Manager, producer, entrepreneur, and published author Mona Scott-Young has been a force within Black entertainment for over two decades. As the CEO and founder of Monami Entertainment and Monami Productions, she’s been delivering content that we can’t seem to get enough of.
Always making her stamp in Hollywood, Scott-Young has various projects in the works and is expanding her company into scripted content and crossing the waters into the international market.
Her newest project is an original series Everybody Loves Natti, a six-episode docuseries that follows Dominican superstar Natti Natasha, premiering on Prime Video November 19, 2021.
Although Natti Natasha has accumulated billions of views on YouTube, the reality series marks the first time she’s shared intimate details of her personal life, including her relationship with her manager, Raphy Pina. It offers an inside look at how the self-made star arrived at the center of today’s Latin music scene, featuring friends and collaborators who’ve shared in her journey.
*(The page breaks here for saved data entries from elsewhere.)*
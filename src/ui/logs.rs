//! Log viewer popup

use ratatui::{
    prelude::*,
    widgets::{Block, BorderType, Borders, Clear},
};
use tui_logger::{TuiLoggerLevelOutput, TuiLoggerSmartWidget, TuiWidgetState};

use crate::theme::Theme;
use crate::ui::centered_rect;

const TITLE: &str = " Logs (h:targets | f:focus | +/-:capture | </>:show | PgUp/Dn:scroll | Esc:close) ";

/// Render the logs popup
pub fn render_logs(frame: &mut Frame, theme: &Theme, logger_state: &TuiWidgetState) {
    let area = centered_rect(90, 85, frame.area());

    frame.render_widget(Clear, area);

    // Move events from hot buffer to widget buffer
    tui_logger::move_events();

    let logger_widget = TuiLoggerSmartWidget::default()
        .style_error(theme.error())
        .style_warn(theme.warning())
        .style_info(theme.info())
        .style_debug(theme.text_muted())
        .style_trace(theme.text_muted())
        .output_separator('|')
        .output_timestamp(Some("%H:%M:%S%.3f".to_string()))
        .output_level(Some(TuiLoggerLevelOutput::Abbreviated))
        .output_target(true)
        .output_file(false)
        .output_line(false)
        .title_log(" Messages ")
        .title_target(" Targets ")
        .border_style(theme.border())
        .border_type(BorderType::Rounded)
        .highlight_style(theme.selected())
        .state(logger_state);

    let outer_block = Block::default()
        .borders(Borders::ALL)
        .border_style(theme.border_focused())
        .border_type(BorderType::Rounded)
        .title(TITLE)
        .title_style(theme.title());

    let inner = outer_block.inner(area);
    frame.render_widget(outer_block, area);
    frame.render_widget(logger_widget, inner);
}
Along with her road to success and day-to-day life in Miami with her family, Natti also shares her personal struggles, including fertility issues and the trials and obstacles of life as a Dominican immigrant.
BGN had the opportunity to speak with Mona Scott-Young via Zoom about this exciting new series, as well as the Love & Hip Hop franchise (which has seen over 400 episodes over 28 seasons produced in New York, Atlanta, Miami and Los Angeles) — and how she feels about the constant criticism it receives on the way Black women are portrayed. She also shares advice for Black women interested in the entertainment field.
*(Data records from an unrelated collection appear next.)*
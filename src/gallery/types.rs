//! Artwork records as stored in the data store export

use chrono::NaiveDate;
use serde::{Deserialize, Serialize};
use std::fmt;

use crate::spinner::ItemDescriptor;

/// File extensions treated as displayable images
const IMAGE_EXTENSIONS: [&str; 5] = [".jpg", ".jpeg", ".png", ".gif", ".webp"];

/// Artwork category
#[derive(
    Debug, Clone, Copy, Default, PartialEq, Eq, Hash, PartialOrd, Ord, Serialize, Deserialize,
)]
#[serde(rename_all = "lowercase")]
pub enum ArtworkCategory {
    Poetry,
    Prose,
    Sculpture,
    Drawing,
    Music,
    Video,
    Prosepoetry,
    Image,
    #[default]
    #[serde(other)]
    Other,
}

impl ArtworkCategory {
    pub fn all() -> &'static [ArtworkCategory] {
        &[
            ArtworkCategory::Poetry,
            ArtworkCategory::Prose,
            ArtworkCategory::Prosepoetry,
            ArtworkCategory::Drawing,
            ArtworkCategory::Sculpture,
            ArtworkCategory::Image,
            ArtworkCategory::Music,
            ArtworkCategory::Video,
            ArtworkCategory::Other,
        ]
    }

    pub fn label(&self) -> &'static str {
        match self {
            ArtworkCategory::Poetry => "Poetry",
            ArtworkCategory::Prose => "Prose",
            ArtworkCategory::Sculpture => "Sculpture",
            ArtworkCategory::Drawing => "Drawing",
            ArtworkCategory::Music => "Music",
            ArtworkCategory::Video => "Video",
            ArtworkCategory::Prosepoetry => "Prose poetry",
            ArtworkCategory::Image => "Image",
            ArtworkCategory::Other => "Other",
        }
    }
}

impl fmt::Display for ArtworkCategory {
    fn fmt(&self, f: &mut fmt::Formatter<'_>) -> fmt::Result {
        f.write_str(self.label())
    }
}

/// A single gallery entry
#[derive(Debug, Clone, Default, PartialEq, Serialize, Deserialize)]
#[serde(rename_all = "camelCase")]
pub struct Artwork {
    #[serde(default)]
    pub id: String,
    #[serde(default)]
    pub title: String,
    #[serde(default)]
    pub year: i32,
    #[serde(default)]
    pub month: Option<u32>,
    #[serde(default)]
    pub day: Option<u32>,
    #[serde(default)]
    pub description: String,
    #[serde(default)]
    pub category: ArtworkCategory,
    /// Free-form medium label used by the export's grouping
    #[serde(default)]
    pub medium: Option<String>,
    #[serde(default)]
    pub is_hidden: bool,
    #[serde(default)]
    pub tags: Vec<String>,
    #[serde(default)]
    pub cover_image_url: Option<String>,
    #[serde(default)]
    pub media_url: Option<String>,
    #[serde(default)]
    pub media_urls: Vec<String>,
}

impl Artwork {
    /// Creation date of the artwork itself, when the parts form a valid date
    pub fn date(&self) -> Option<NaiveDate> {
        NaiveDate::from_ymd_opt(self.year, self.month.unwrap_or(1), self.day.unwrap_or(1))
    }

    /// Chronological sort key; missing parts sort first within their year
    pub fn sort_key(&self) -> (i32, u32, u32) {
        (self.year, self.month.unwrap_or(0), self.day.unwrap_or(0))
    }

    pub fn date_formatted(&self) -> String {
        match (self.month, self.day, self.date()) {
            (Some(_), Some(_), Some(date)) => date.format("%Y-%m-%d").to_string(),
            (Some(_), None, Some(date)) => date.format("%Y-%m").to_string(),
            _ => self.year.to_string(),
        }
    }

    /// The image this entry renders, if any: the cover first, then the
    /// first media URL that points at an image file.
    pub fn image_ref(&self) -> Option<&str> {
        if let Some(cover) = self.cover_image_url.as_deref() {
            if !cover.trim().is_empty() {
                return Some(cover);
            }
        }
        self.media_url
            .iter()
            .chain(self.media_urls.iter())
            .map(String::as_str)
            .find(|url| is_image_url(url))
    }

    pub fn has_image(&self) -> bool {
        self.image_ref().is_some()
    }

    pub fn descriptor(&self) -> ItemDescriptor {
        ItemDescriptor::new(self.id.clone(), self.has_image())
    }
}

/// Whether a URL or path ends in a known image extension
pub fn is_image_url(url: &str) -> bool {
    let lower = url.trim().to_ascii_lowercase();
    // Query strings and fragments do not count towards the extension
    let path = lower
        .split(&['?', '#'][..])
        .next()
        .unwrap_or_default();
    IMAGE_EXTENSIONS.iter().any(|ext| path.ends_with(ext))
}

/// One row of the timeline
#[derive(Debug, Clone, PartialEq)]
pub enum TimelineItem {
    YearMarker(i32),
    Artwork(Artwork),
}

impl TimelineItem {
    pub fn artwork(&self) -> Option<&Artwork> {
        match self {
            TimelineItem::Artwork(artwork) => Some(artwork),
            TimelineItem::YearMarker(_) => None,
        }
    }
}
You’ve stated in the past that you provide platforms that people can leverage however they see fit. Most notably, we’ve seen that happen with Cardi B. What was it about Natti Natasha and her life that was important to bring to viewers?
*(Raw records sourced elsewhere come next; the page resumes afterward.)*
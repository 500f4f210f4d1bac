//! Injects release version information at compile time.
//!
//! Release builds set VERSION and GIT_COMMIT; local builds fall back to
//! the Cargo package version.

fn main() {
    println!("cargo:rerun-if-env-changed=VERSION");
    println!("cargo:rerun-if-env-changed=GIT_COMMIT");

    if let Ok(version) = std::env::var("VERSION") {
        println!("cargo:rustc-env=APP_VERSION={}", version);
    }

    if let Ok(commit) = std::env::var("GIT_COMMIT") {
        println!("cargo:rustc-env=APP_COMMIT={}", commit);
    }
}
I think a big part of it was me expanding into a completely different marketplace. You know, I always take pride in having put our beautiful brown skin on the screen, giving our stories life, and giving an opportunity to have more Black and Brown faces on the screen. I also have a deep appreciation for the Latin culture. So, for me to be able to move into that space on television was exciting and an entirely different audience; an entirely different genre of demographic. On top of that, to be able to tap into a celebrity of Natti’s stature — her life, and her opening up for the cameras to share things she’s never shared before. You always want to have the opportunity to present exclusive content. Those were all of the reasons, like lightning in a bottle.
The juggernaut that is Love & Hip Hop has been so successful, but it has not been without its share of controversy. Over the last decade, the LHH franchise and you personally have received so much criticism and backlash over how Black women are represented. How does this make you feel, and what do you say about that?
What I say to that is that there is a broad range of women who are represented in the franchise, on television in general, and across the multitude of shows. I think the success of LHH is the magnifying glass that’s been put on it. It was always intended to be about a specific group of people living a specific life and navigating a specific world. It might not be the way you and I live our lives but it is what it is. This is the culture they live in, and these are the lives they are living. I have always been very proud of the ability to give those stories voice and to give them opportunities, just like I am now with doing this new show with a completely different genre, a different audience, a different culture. It won’t be the last culture that I tap into. So, when I hear the criticism, for me it’s about providing a platform and opportunity for different experiences and stories to be told. I love the broad scope, the gamut, the breadth, of the stories that we tell at Monami.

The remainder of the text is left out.